From the records that follow, copy every line that contains the word "subtitle".

(Stored data)
= Beginning of Section =
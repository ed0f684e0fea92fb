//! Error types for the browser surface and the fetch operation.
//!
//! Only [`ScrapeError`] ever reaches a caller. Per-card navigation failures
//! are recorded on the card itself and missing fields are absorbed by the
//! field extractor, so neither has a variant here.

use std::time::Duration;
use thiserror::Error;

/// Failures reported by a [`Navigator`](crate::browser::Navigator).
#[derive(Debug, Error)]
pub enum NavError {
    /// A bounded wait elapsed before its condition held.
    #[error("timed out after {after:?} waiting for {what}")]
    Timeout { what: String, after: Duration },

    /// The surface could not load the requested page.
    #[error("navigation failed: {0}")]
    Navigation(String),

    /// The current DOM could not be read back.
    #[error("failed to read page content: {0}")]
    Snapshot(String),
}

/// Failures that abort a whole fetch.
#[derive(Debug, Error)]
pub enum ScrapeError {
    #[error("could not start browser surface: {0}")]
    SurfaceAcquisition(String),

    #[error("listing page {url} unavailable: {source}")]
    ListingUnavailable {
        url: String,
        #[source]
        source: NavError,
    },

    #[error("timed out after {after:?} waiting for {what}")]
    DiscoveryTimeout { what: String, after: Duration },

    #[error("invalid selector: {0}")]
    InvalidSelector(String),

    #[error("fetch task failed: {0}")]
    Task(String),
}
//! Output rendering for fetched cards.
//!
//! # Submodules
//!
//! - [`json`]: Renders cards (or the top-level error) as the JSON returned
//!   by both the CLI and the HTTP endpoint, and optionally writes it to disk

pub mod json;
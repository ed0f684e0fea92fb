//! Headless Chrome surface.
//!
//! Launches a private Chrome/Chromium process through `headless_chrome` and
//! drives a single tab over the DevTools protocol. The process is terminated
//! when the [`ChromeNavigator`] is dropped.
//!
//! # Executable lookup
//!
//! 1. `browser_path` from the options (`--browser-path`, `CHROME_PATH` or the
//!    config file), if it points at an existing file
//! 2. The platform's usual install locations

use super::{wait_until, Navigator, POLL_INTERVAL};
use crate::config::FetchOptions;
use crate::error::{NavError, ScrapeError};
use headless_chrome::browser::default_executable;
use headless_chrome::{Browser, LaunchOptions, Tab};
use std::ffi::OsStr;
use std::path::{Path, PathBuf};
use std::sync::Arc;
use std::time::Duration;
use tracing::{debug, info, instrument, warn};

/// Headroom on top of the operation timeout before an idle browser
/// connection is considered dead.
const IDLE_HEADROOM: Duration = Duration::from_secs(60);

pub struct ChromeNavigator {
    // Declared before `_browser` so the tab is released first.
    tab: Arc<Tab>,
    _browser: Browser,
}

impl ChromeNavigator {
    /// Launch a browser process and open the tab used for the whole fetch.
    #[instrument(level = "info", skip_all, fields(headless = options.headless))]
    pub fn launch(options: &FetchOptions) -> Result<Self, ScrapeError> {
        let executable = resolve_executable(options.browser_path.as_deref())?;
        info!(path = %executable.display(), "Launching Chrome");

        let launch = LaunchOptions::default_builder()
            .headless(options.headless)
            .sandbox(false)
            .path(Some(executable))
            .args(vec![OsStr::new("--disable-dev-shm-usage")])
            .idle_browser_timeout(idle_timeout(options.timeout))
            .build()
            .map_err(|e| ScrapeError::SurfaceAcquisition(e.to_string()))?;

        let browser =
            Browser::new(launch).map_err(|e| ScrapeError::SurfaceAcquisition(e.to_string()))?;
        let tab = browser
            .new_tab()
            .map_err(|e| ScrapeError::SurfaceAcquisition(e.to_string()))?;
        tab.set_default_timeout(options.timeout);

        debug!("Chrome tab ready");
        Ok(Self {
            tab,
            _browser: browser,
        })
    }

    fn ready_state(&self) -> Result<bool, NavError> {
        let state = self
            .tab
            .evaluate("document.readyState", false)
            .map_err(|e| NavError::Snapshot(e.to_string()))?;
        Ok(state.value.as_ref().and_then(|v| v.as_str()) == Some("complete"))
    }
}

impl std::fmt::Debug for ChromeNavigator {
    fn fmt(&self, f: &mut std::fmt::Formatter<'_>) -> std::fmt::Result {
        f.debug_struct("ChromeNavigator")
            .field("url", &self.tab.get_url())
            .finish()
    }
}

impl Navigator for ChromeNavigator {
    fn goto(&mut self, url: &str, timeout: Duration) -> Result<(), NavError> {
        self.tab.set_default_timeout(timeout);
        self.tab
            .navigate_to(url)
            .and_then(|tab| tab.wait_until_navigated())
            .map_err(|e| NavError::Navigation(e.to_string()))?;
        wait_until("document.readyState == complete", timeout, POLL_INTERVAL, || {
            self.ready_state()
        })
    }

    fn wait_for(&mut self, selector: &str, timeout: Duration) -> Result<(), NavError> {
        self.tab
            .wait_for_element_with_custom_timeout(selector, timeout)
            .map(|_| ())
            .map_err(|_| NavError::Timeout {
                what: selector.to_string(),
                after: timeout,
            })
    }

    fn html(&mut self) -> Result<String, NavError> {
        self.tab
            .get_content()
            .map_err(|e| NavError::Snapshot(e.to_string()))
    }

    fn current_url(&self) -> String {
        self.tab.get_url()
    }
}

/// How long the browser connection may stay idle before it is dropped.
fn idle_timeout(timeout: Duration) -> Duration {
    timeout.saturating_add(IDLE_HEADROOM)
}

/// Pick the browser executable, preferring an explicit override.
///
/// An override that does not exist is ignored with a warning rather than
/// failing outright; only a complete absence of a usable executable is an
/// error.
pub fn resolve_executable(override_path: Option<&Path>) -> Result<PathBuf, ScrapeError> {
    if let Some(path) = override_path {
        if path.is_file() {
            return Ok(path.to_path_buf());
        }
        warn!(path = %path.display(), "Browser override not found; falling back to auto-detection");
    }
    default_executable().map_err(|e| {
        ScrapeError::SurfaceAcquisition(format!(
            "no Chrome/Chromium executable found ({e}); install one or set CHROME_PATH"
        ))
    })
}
= End of Section =
= Beginning of Section =
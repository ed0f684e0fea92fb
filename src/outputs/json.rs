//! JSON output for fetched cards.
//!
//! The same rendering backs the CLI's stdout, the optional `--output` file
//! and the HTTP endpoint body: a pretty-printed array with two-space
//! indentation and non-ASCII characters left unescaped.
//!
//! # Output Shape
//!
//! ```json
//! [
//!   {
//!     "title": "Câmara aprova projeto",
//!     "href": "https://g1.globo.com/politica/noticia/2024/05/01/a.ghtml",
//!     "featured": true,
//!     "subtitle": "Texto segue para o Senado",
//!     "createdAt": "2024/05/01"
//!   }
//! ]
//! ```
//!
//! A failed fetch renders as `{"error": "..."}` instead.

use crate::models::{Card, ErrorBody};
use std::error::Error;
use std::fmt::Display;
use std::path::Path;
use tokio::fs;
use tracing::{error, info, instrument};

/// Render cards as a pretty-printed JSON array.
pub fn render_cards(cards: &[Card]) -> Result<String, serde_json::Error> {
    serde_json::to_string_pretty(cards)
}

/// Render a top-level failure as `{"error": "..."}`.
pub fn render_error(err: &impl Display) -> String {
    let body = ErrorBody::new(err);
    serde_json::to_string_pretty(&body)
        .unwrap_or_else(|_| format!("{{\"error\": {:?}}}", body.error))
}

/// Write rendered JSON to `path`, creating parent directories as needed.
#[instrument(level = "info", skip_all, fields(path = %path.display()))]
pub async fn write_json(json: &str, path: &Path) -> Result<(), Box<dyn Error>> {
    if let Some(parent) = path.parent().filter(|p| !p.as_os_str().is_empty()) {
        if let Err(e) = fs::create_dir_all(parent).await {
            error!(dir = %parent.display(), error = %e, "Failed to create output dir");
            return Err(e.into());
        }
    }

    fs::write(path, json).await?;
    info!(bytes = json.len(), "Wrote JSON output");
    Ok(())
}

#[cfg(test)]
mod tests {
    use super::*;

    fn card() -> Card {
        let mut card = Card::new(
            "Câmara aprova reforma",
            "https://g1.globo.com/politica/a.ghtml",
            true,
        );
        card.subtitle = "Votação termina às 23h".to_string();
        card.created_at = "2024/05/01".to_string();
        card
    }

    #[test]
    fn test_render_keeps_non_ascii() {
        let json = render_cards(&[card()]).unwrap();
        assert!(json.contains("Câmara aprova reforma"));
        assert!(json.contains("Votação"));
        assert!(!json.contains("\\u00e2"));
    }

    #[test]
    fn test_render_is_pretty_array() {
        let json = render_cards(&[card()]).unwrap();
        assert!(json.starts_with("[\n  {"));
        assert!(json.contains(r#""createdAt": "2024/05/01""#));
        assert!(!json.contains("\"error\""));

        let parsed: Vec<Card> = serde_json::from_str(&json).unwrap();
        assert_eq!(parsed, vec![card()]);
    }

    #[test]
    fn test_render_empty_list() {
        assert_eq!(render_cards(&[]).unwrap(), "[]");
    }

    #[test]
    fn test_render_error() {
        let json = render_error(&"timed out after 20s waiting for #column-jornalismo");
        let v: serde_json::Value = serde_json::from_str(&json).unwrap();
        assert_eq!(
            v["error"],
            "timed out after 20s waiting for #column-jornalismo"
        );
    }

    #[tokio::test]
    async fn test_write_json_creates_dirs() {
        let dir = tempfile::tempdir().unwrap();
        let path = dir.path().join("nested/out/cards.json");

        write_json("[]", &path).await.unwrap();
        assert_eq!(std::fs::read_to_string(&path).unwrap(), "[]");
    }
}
= End of Section =
Your response:
//!     "subtitle": "Texto segue para o Senado",
        card.subtitle = "Votação termina às 23h".to_string();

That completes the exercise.